本文利用二阶微扰理论得到了激发态布居几率的解析表示,研究了可控脉冲光场作用下的双光子作用过程。选择最佳相位函数对脉冲整形,可实现双光子跃迁几率的增强。所得结果对利用光谱学来探究物质的结构等领域的理论和实验有一定的参考价值。通过深入的研究发现双光子跃迁几率的振幅实际上是光场在晶体中频域的夫琅禾费衍射过程,并且这个衍射的结果取决于狭缝的宽度。基于成熟的整形脉冲技术对光场进行裁剪或对其相位调制,可以实现类似于多缝干涉的压缩结果,实现量子聚焦。因而这一设计思想对于量子控制、信息处理等具有很大的实际意义。该工作的意义还在于可以指导实验,同时为教学提供演示。

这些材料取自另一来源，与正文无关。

mod commands;
mod input;
mod output;

use clap::{Parser, Subcommand, ValueEnum};
use colored::Colorize;
use std::process;

use commands::repayment::RepaymentsArgs;

/// Mortgage repayment calculations
#[derive(Parser)]
#[command(
    name = "mortgage",
    version,
    about = "Mortgage repayment calculations",
    long_about = "A CLI for calculating mortgage repayments with decimal precision. \
                  Supports capital repayment and interest-only mortgages, producing \
                  monthly and total payment figures."
)]
struct Cli {
    #[command(subcommand)]
    command: Commands,

    /// Output format
    #[arg(long, default_value = "json", global = true)]
    output: OutputFormat,
}

#[derive(Subcommand)]
enum Commands {
    /// Calculate monthly and total repayments for a mortgage
    Repayments(RepaymentsArgs),
    /// Print version information
    Version,
}

#[derive(Debug, Clone, ValueEnum)]
pub enum OutputFormat {
    Json,
    Table,
    Csv,
    Minimal,
}

fn main() {
    let cli = Cli::parse();

    let result: Result<serde_json::Value, Box<dyn std::error::Error>> = match cli.command {
        Commands::Repayments(args) => commands::repayment::run_repayments(args),
        Commands::Version => {
            println!("mortgage {}", env!("CARGO_PKG_VERSION"));
            return;
        }
    };

    match result {
        Ok(value) => {
            output::format_output(&cli.output, &value);
            process::exit(0);
        }
        Err(e) => {
            eprintln!("{}: {}", "error".red().bold(), e);
            process::exit(1);
        }
    }
}
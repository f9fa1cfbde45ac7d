use serde_json::Value;
use std::io;

/// Write output as CSV to stdout.
pub fn print_csv(value: &Value) {
    let stdout = io::stdout();
    let mut wtr = csv::Writer::from_writer(stdout.lock());

    match value {
        Value::Object(map) => {
            if let Some(Value::Object(result)) = map.get("result") {
                // Two-column CSV: field, value
                let _ = wtr.write_record(["field", "value"]);
                for (key, val) in result {
                    let _ = wtr.write_record([key.as_str(), &format_csv_value(val)]);
                }
            } else {
                let _ = wtr.write_record(["field", "value"]);
                for (key, val) in map {
                    let _ = wtr.write_record([key.as_str(), &format_csv_value(val)]);
                }
            }
        }
        _ => {
            let _ = wtr.write_record([&format_csv_value(value)]);
        }
    }

    let _ = wtr.flush();
}

fn format_csv_value(value: &Value) -> String {
    match value {
        Value::String(s) => s.clone(),
        Value::Number(n) => n.to_string(),
        Value::Bool(b) => b.to_string(),
        Value::Null => String::new(),
        _ => serde_json::to_string(value).unwrap_or_default(),
    }
}
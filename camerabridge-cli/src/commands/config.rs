//! Config command - manage configuration files

use anyhow::{Context, Result};
use camerabridge_core::config::sample_config;
use clap::{Args, Subcommand};

use super::GlobalArgs;

/// Arguments for the config command
#[derive(Args)]
pub struct ConfigArgs {
    #[command(subcommand)]
    pub command: ConfigCommand,
}

#[derive(Subcommand)]
pub enum ConfigCommand {
    /// Show the path to the config file
    Path,

    /// Show the effective configuration
    Show,

    /// Generate a default config file
    Init {
        /// Force overwrite if file exists
        #[arg(short, long)]
        force: bool,
    },

    /// Print a sample configuration to stdout
    Sample,
}

/// Run config subcommand
pub fn config(args: ConfigArgs, global: &GlobalArgs) -> Result<u8> {
    let path = global.config_path();

    match args.command {
        ConfigCommand::Path => {
            println!("{}", path.display());
            if path.exists() {
                println!("(file exists)");
            } else {
                println!("(file does not exist)");
            }
        }
        ConfigCommand::Show => {
            let config = global.load_config()?;
            if path.exists() {
                println!("# Configuration file: {}\n", path.display());
            } else {
                println!("# No configuration file at {}; showing defaults\n", path.display());
            }
            print!("{}", config.to_toml()?);

            let warnings = config.warnings();
            if !warnings.is_empty() {
                println!();
                for warning in warnings {
                    println!("# warning: {}", warning);
                }
            }
        }
        ConfigCommand::Init { force } => {
            if path.exists() && !force {
                println!("Configuration file already exists: {}", path.display());
                println!();
                println!("Use --force to overwrite, or edit the existing file.");
                return Ok(0);
            }

            if let Some(parent) = path.parent() {
                if !parent.exists() {
                    std::fs::create_dir_all(parent).context("Failed to create config directory")?;
                }
            }

            std::fs::write(&path, sample_config()).context("Failed to write config file")?;

            println!("Created configuration file: {}", path.display());
            println!();
            println!("Edit this file to customize the virtual camera.");
        }
        ConfigCommand::Sample => {
            print!("{}", sample_config());
        }
    }

    Ok(0)
}
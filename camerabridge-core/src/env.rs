//! Environment detection for camerabridge
//!
//! Checks the pieces the bridge relies on:
//! - v4l2loopback kernel module and its control utility
//! - GStreamer launcher and the vendor source element
//! - Session bus and desktop for the permission portal
//! - Existing capture devices, so the virtual index does not collide

use std::env;
use std::path::PathBuf;
use std::process::{Command, Stdio};
use tracing::debug;

use crate::config::ToolSettings;
use crate::device::{CaptureDeviceInfo, LoopbackFacility};

/// What the bridge found on this system
#[derive(Debug, Clone, PartialEq, Eq)]
pub struct EnvironmentReport {
    /// v4l2loopback module loaded
    pub loopback_module: bool,
    /// Resolved `v4l2loopback-ctl`
    pub loopback_ctl: Option<PathBuf>,
    /// Resolved `gst-launch-1.0`
    pub gst_launch: Option<PathBuf>,
    /// Vendor source element name
    pub source_element: String,
    /// Whether GStreamer knows the source element
    pub source_element_installed: bool,
    /// Session bus address
    pub session_bus: Option<String>,
    /// Desktop name
    pub desktop: String,
    /// All video4linux devices
    pub capture_devices: Vec<CaptureDeviceInfo>,
}

impl EnvironmentReport {
    /// Problems that prevent the bridge from working
    pub fn problems(&self) -> Vec<String> {
        let mut problems = Vec::new();
        if !self.loopback_module {
            problems.push("v4l2loopback module is not loaded (modprobe v4l2loopback)".to_string());
        }
        if self.loopback_ctl.is_none() {
            problems.push("v4l2loopback-ctl not found in PATH".to_string());
        }
        if self.gst_launch.is_none() {
            problems.push("gst-launch-1.0 not found in PATH".to_string());
        }
        if !self.source_element_installed {
            problems.push(format!(
                "GStreamer element '{}' is not installed",
                self.source_element
            ));
        }
        if self.session_bus.is_none() {
            problems.push("No session bus; portal permissions cannot be published".to_string());
        }
        problems
    }

    /// Physically backed device at an index, if any
    pub fn physical_device_at(&self, index: u32) -> Option<&CaptureDeviceInfo> {
        self.capture_devices
            .iter()
            .find(|d| d.index == index && !d.is_virtual)
    }
}

/// Inspect the current system
pub fn detect(tools: &ToolSettings) -> EnvironmentReport {
    let loopback = LoopbackFacility::new(tools.loopback_ctl.clone());
    let gst_launch = find_program(&tools.gst_launch);

    let source_element_installed = gst_launch.is_some() && element_installed(&tools.source_element);

    EnvironmentReport {
        loopback_module: loopback.module_loaded(),
        loopback_ctl: find_program(&tools.loopback_ctl),
        gst_launch,
        source_element: tools.source_element.clone(),
        source_element_installed,
        session_bus: env::var("DBUS_SESSION_BUS_ADDRESS").ok(),
        desktop: detect_desktop(),
        capture_devices: loopback.list(),
    }
}

/// Resolve a program name against PATH
///
/// Names containing a slash are checked as paths.
pub fn find_program(program: &str) -> Option<PathBuf> {
    which::which(program).ok()
}

/// Check whether GStreamer can instantiate an element
fn element_installed(element: &str) -> bool {
    let installed = Command::new("gst-inspect-1.0")
        .args(["--exists", element])
        .stdout(Stdio::null())
        .stderr(Stdio::null())
        .status()
        .map(|s| s.success())
        .unwrap_or(false);
    debug!("GStreamer element {} installed: {}", element, installed);
    installed
}

/// Detect the desktop environment
fn detect_desktop() -> String {
    if let Ok(desktop) = env::var("XDG_CURRENT_DESKTOP") {
        let desktop_lower = desktop.to_lowercase();

        if desktop_lower.contains("kde") || desktop_lower.contains("plasma") {
            return "KDE Plasma".to_string();
        }
        if desktop_lower.contains("gnome") {
            return "GNOME".to_string();
        }
        if desktop_lower.contains("hyprland") {
            return "Hyprland".to_string();
        }
        if desktop_lower.contains("sway") {
            return "Sway".to_string();
        }
        if desktop_lower.contains("cosmic") {
            return "COSMIC".to_string();
        }

        return desktop;
    }

    if let Ok(session) = env::var("XDG_SESSION_DESKTOP") {
        return session;
    }

    if let Ok(session) = env::var("DESKTOP_SESSION") {
        return session;
    }

    "Unknown".to_string()
}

本文由如下三个部分构成。
第一部分微扰理论
在这一部分中介绍了相互作用基本理论。在电偶极近似下,得到了原子和辐射场整个系统的哈密顿(?)。在此基础上,通过求解薛定谔方程,采用迭代法并利用与时间有关的微扰理论讨论(?)各次幂的项对跃迁速率的贡献,得到激发态几率振幅表达式和辐射跃迁几率的一般表达式。介绍了双光子跃迁原理,并通过二阶微扰理论讨论双光子过程的跃迁几率,最终得到激发态的布居几率的演化,此结果是我们后面章节研究的理论基础,对于后期工作也有重大意义。
第二部分脉冲整形及双光子跃迁调控
在这一部分中基于二阶微扰理论,分析了整形脉冲作用于原子系统的双光子过程。深入研究了在远离共振和近共振两种情况下双光子跃迁几率的演化规律。结果表明,远离共振时,利用整形光脉冲作用于原子系统,会使得某些频率对应处的跃迁几率消失,光可以无损耗的通过介质:在近共振时,选择最佳相位函数对脉冲整形,可实现双光子跃迁几率的增强。证明了在相干量子调制等一些物理过程的研究中啁啾效应有着很大的优越性。所得结果对利用光谱学来探究物质的结构等领域的理论和实验研究有一定的参考价值。
第三部分量子聚焦效应
在这一部分中利用目前使用最多的激光相干量子控制法,对啁啾脉冲光场作用下双光子跃迁几率的演化规律进行更加深入的研究。利用二阶微扰理论得到了啁啾脉冲作用下激发态布居几率的解析表示,通过分析可以看出,双光子跃迁几率的振幅实际上是光场在晶体中频域的夫琅禾费衍射过程。这个衍射的结果取决于狭缝的宽度,当狭缝(泵浦光场的频率宽度)较窄时,激发态布居几率的演化规律只是一个单缝衍射的过程。当狭缝较宽时,激发态布居几率类似两个直边衍射相加。基于成熟的整形脉冲技术对光场进行裁剪或对其相位调制,实现类似于多缝干涉的压缩结果。经压缩后跃迁几率增强,实现量子聚焦的目的。因而这一设计思想对于量子控制、信息处理等具有很大的实际意义。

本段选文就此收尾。